Comment la Chine pourrait prendre Taiwan sans même avoir besoin d’envahir
samedi 22 juin 2024, par La rédaction
La Chine pourrait isoler Taïwan, paralyser son économie et faire plier l’île démocratique à la volonté du Parti communiste au pouvoir à Pékin sans jamais tirer un coup de feu, avertit un think tank de renom.
Ces dernières années, les craintes que le Parti communiste mette à exécution sa promesse de reprendre le contrôle de Taïwan, par la force si nécessaire, ont été amplifiées par les actions de plus en plus belliqueuses du dirigeant chinois Xi Jinping envers l’île autogouvernée.
Le refus de la Chine de condamner l’invasion de l’Ukraine par la Russie n’a fait qu’ajouter à ces inquiétudes.
Dans un tel scénario, les analystes et les stratèges militaires se sont longtemps concentrés sur deux options clés disponibles pour la Chine : une invasion à grande échelle ou un blocus militaire.
Mais un think tank de Washington, le Center for Strategic and International Studies (CSIS), met en garde contre une troisième voie, qui rendrait bien plus difficile la riposte des États-Unis et d’autres démocraties partageant les mêmes valeurs : la quarantaine.
En utilisant des tactiques de "zone grise" – des actions juste en deçà de ce qui pourrait être considéré comme des actes de guerre – la Garde côtière chinoise, sa soi-disant milice maritime ainsi que diverses agences de police et de sécurité maritime pourraient initier une quarantaine totale ou partielle de Taïwan, coupant peut-être l’accès à ses ports et empêchant l’arrivée de fournitures vitales comme l’énergie aux 23 millions d’habitants de l’île, selon un rapport récemment publié par le CSIS.
Les composantes navales, aériennes et terrestres de l’Armée populaire de libération (APL), la plus grande force militaire au monde, pourraient ne jouer que des rôles auxiliaires et de soutien, écrivent les auteurs Bonny Lin, Brian Hart, Matthew Funaiole, Samantha Lu et Truly Tinsley.
"La Chine a considérablement augmenté la pression sur Taïwan ces dernières années, alimentant les craintes que les tensions ne dégénèrent en conflit ouvert. Une grande attention a été portée à la menace d’une invasion, mais Pékin a des options autres que l’invasion pour contraindre, punir ou annexer Taïwan," indique le rapport.
Lors du sommet de défense du Shangri-La Dialogue à Singapour plus tôt ce mois-ci, le ministre chinois de la Défense, l’amiral Dong Jun, a averti ceux qui soutiennent toute tentative d’indépendance de Taïwan qu’ils "finiront par se détruire eux-mêmes."

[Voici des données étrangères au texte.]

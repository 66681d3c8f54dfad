use crate::logging::config::LoggingConfig;
use anyhow::{anyhow, Context, Result};
use std::fs::{create_dir_all, OpenOptions};
use std::io;
use std::path::{Path, PathBuf};
use tracing::Subscriber;
use tracing_appender::non_blocking::WorkerGuard;
use tracing_subscriber::fmt::{self as tracing_fmt, format, writer::BoxMakeWriter};
use tracing_subscriber::registry::LookupSpan;

const LOG_FILE_NAME: &str = "fslwrap.log";

/// Layer type produced by the file sink builder.
pub type FileFmtLayer<S> =
    tracing_fmt::Layer<S, format::DefaultFields, format::Format<format::Full>, BoxMakeWriter>;

/// Layer stack that already wraps the provided subscriber.
pub type FileLayerStack<S> = tracing_subscriber::layer::Layered<FileFmtLayer<S>, S>;

/// Location of the log file: `log_dir` when configured, else the user data dir.
pub fn log_file_path(config: &LoggingConfig) -> Result<PathBuf> {
    let directory = match &config.log_dir {
        Some(dir) => dir.clone(),
        None => dirs_next::data_local_dir()
            .ok_or_else(|| anyhow!("no local data directory available for log files"))?
            .join("fslwrap")
            .join("logs"),
    };
    Ok(directory.join(LOG_FILE_NAME))
}

/// Build a tracing layer that writes to the provided file path via a non-blocking writer.
pub fn file_layer<S>(
    log_file: &Path,
    enabled: bool,
) -> Result<(FileFmtLayer<S>, Option<WorkerGuard>)>
where
    S: Subscriber + for<'a> LookupSpan<'a>,
{
    if !enabled {
        return Ok((make_layer(BoxMakeWriter::new(io::sink)), None));
    }

    let directory = log_file.parent().ok_or_else(|| {
        anyhow!(
            "log file path {} has no parent directory",
            log_file.display()
        )
    })?;
    create_dir_all(directory)
        .with_context(|| format!("failed to create log directory {}", directory.display()))?;

    let file = OpenOptions::new()
        .create(true)
        .append(true)
        .open(log_file)
        .with_context(|| format!("failed to open log file {}", log_file.display()))?;

    let (non_blocking, guard) = tracing_appender::non_blocking(file);
    let writer = BoxMakeWriter::new(move || non_blocking.clone());
    Ok((make_layer(writer), Some(guard)))
}

fn make_layer<S>(writer: BoxMakeWriter) -> FileFmtLayer<S>
where
    S: Subscriber + for<'a> LookupSpan<'a>,
{
    tracing_fmt::layer()
        .with_writer(writer)
        .with_ansi(false)
        .with_target(false)
        .with_thread_ids(false)
        .with_thread_names(false)
}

"Nous prendrons des mesures résolues pour freiner l’indépendance de Taïwan et nous assurer que ce complot ne réussisse jamais," a déclaré Dong, parlant par l’intermédiaire d’un traducteur, tout en fustigeant les "forces extérieures" qui vendent des armes et entretiennent des "contacts officiels illégaux" avec Taïwan.
Les tactiques de zone grise de la Chine se sont manifestées de manière flagrante cette semaine alors que les navires de la Garde côtière chinoise se sont affrontés avec des bateaux de la marine philippine en mer de Chine méridionale.

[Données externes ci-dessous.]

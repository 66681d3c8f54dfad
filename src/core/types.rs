use serde::{Deserialize, Serialize};
use std::collections::HashMap;

/// Environment mapping handed to a spawned tool.
pub type EnvMap = HashMap<String, String>;

/// Error category enumeration
#[derive(Debug, Clone, Copy, PartialEq, Eq, Serialize, Deserialize)]
pub enum ErrorCategory {
    ValidationError,
    ToolLookupError,
    ConfigurationError,
    ToolExecutionError,
    IoError,
}

impl std::fmt::Display for ErrorCategory {
    fn fmt(&self, f: &mut std::fmt::Formatter<'_>) -> std::fmt::Result {
        write!(f, "{:?}", self)
    }
}

/// Whether helpers check that the requested output exists after a zero exit.
#[derive(Debug, Clone, Copy, PartialEq, Eq, Serialize, Deserialize, Default)]
#[serde(rename_all = "lowercase")]
pub enum OutputPolicy {
    /// Return the requested path without looking at the filesystem.
    #[default]
    Trust,
    /// Fail with `MissingOutput` when the path is absent.
    Verify,
}

/// One spawn-and-wait request against an external program.
///
/// `env` replaces the ambient environment of the child when set. `None`
/// inherits the parent environment and is only used while the environment
/// itself is being sourced.
#[derive(Debug, Clone, PartialEq, Eq)]
pub struct ToolInvocation {
    pub tool: String,
    pub args: Vec<String>,
    pub env: Option<EnvMap>,
}

impl ToolInvocation {
    pub fn new<T, I, A>(tool: T, args: I) -> Self
    where
        T: Into<String>,
        I: IntoIterator<Item = A>,
        A: Into<String>,
    {
        Self {
            tool: tool.into(),
            args: args.into_iter().map(Into::into).collect(),
            env: None,
        }
    }

    pub fn with_env(mut self, env: EnvMap) -> Self {
        self.env = Some(env);
        self
    }

    /// Full argument vector; the first element is always the program.
    pub fn argv(&self) -> Vec<String> {
        std::iter::once(self.tool.clone())
            .chain(self.args.iter().cloned())
            .collect()
    }

    /// Space-joined rendering used in log lines and error messages.
    pub fn command_line(&self) -> String {
        self.argv().join(" ")
    }
}

/// Captured outcome of a finished process.
#[derive(Debug, Clone, Default, PartialEq, Eq)]
pub struct ExecutionResult {
    pub stdout: String,
    pub stderr: String,
    /// `-1` when the child was terminated by a signal.
    pub exit_code: i32,
}

impl ExecutionResult {
    pub fn success(&self) -> bool {
        self.exit_code == 0
    }
}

Des vidéos montraient les troupes de Pékin menaçant les Philippins avec une hache et d’autres armes blanches, et Manille a déclaré qu’un de ses soldats avait perdu un pouce dans une collision provoquée par les Chinois.
Le niveau de violence était une escalade majeure par rapport aux affrontements précédents près du récif de Second Thomas, où les Philippines maintiennent un avant-poste sur un navire de guerre échoué dans des eaux revendiquées à la fois par Pékin et Manille.

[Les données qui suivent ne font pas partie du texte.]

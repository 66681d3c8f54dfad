//! Call-and-check wrappers around the FSL neuroimaging toolkit.
//!
//! A [`tools::ToolInvoker`] sources an FSL configuration script once, locates
//! tools with `which` and runs them as blocking subprocesses. The helpers in
//! [`tools::filetools`] are thin callers of the invoker.

pub mod cli;
pub mod core;
pub mod logging;
pub mod tools;

pub use crate::core::{EnvMap, ExecutionResult, FslError, OutputPolicy, ToolInvocation};
pub use crate::tools::{apply_mask, fslreorient2std, ToolInvoker};

/// Current crate version string exposed for CLI and tests.
pub const VERSION: &str = env!("CARGO_PKG_VERSION");

/// FSL release the wrappers were written against.
pub const FSL_RELEASE: &str = "5.0.9";

pub type Result<T> = std::result::Result<T, anyhow::Error>;
pub mod config;
pub mod layers;

pub use config::LoggingConfig;
pub use layers::console::ConsoleOutput;

use crate::logging::layers::{console, file};
use anyhow::{anyhow, Context, Result};
use std::path::{Path, PathBuf};
use std::sync::atomic::{AtomicBool, Ordering};
use tracing_subscriber::filter::EnvFilter;
use tracing_subscriber::prelude::*;
use tracing_subscriber::registry::Registry;

static LOGGER_INITIALIZED: AtomicBool = AtomicBool::new(false);

/// Keeps the non-blocking file writer flushing until dropped.
pub struct LoggingGuard {
    _file_guard: Option<tracing_appender::non_blocking::WorkerGuard>,
    console_output: ConsoleOutput,
    log_file_path: Option<PathBuf>,
}

impl LoggingGuard {
    pub fn console_output(&self) -> ConsoleOutput {
        self.console_output
    }

    /// Path of the file sink, when file logging is enabled.
    pub fn log_file_path(&self) -> Option<&Path> {
        self.log_file_path.as_deref()
    }
}

/// Install the global subscriber: env filter, optional file sink, console sink.
///
/// `RUST_LOG` wins over the configured level. Errors when called twice in
/// one process.
pub fn init(config: &LoggingConfig, verbose: bool) -> Result<LoggingGuard> {
    if LOGGER_INITIALIZED
        .compare_exchange(false, true, Ordering::SeqCst, Ordering::SeqCst)
        .is_err()
    {
        return Err(anyhow!("logging already initialized"));
    }

    let env_filter = EnvFilter::try_from_default_env()
        .or_else(|_| EnvFilter::try_new(config.effective_level(verbose)))
        .context("failed to configure tracing level")?;

    type BaseRegistry = Registry;
    type FileSubscriber = file::FileLayerStack<BaseRegistry>;

    let log_file_path = if config.enable_file {
        Some(file::log_file_path(config)?)
    } else {
        None
    };
    let (file_layer, file_guard) = match &log_file_path {
        Some(path) => file::file_layer::<BaseRegistry>(path, true)?,
        None => file::file_layer::<BaseRegistry>(Path::new(""), false)?,
    };

    let console_layer = console::console_layer::<FileSubscriber>(config.console_output);

    tracing_subscriber::registry()
        .with(file_layer)
        .with(console_layer)
        .with(env_filter)
        .try_init()
        .context("failed to install tracing subscriber")?;

    Ok(LoggingGuard {
        _file_guard: file_guard,
        console_output: config.console_output,
        log_file_path,
    })
}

De même, l’intimidation militaire et économique de Taïwan par Pékin, une économie de marché libre hautement développée, est devenue beaucoup plus prononcée sous Xi Jinping.
Le Parti communiste chinois au pouvoir revendique l’île comme sienne, bien qu’il ne l’ait jamais contrôlée, et a promis de la "réunifier", par la force si nécessaire.
Mais le rapport du CSIS indique que Pékin dispose d’options fortes qui pourraient non seulement tenir l’APL à l’écart du combat, mais pourraient en fait mettre la démocratie insulaire ou ses soutiens comme les États-Unis dans le rôle des initiateurs d’un conflit militaire pour préserver l’autonomie de Taïwan.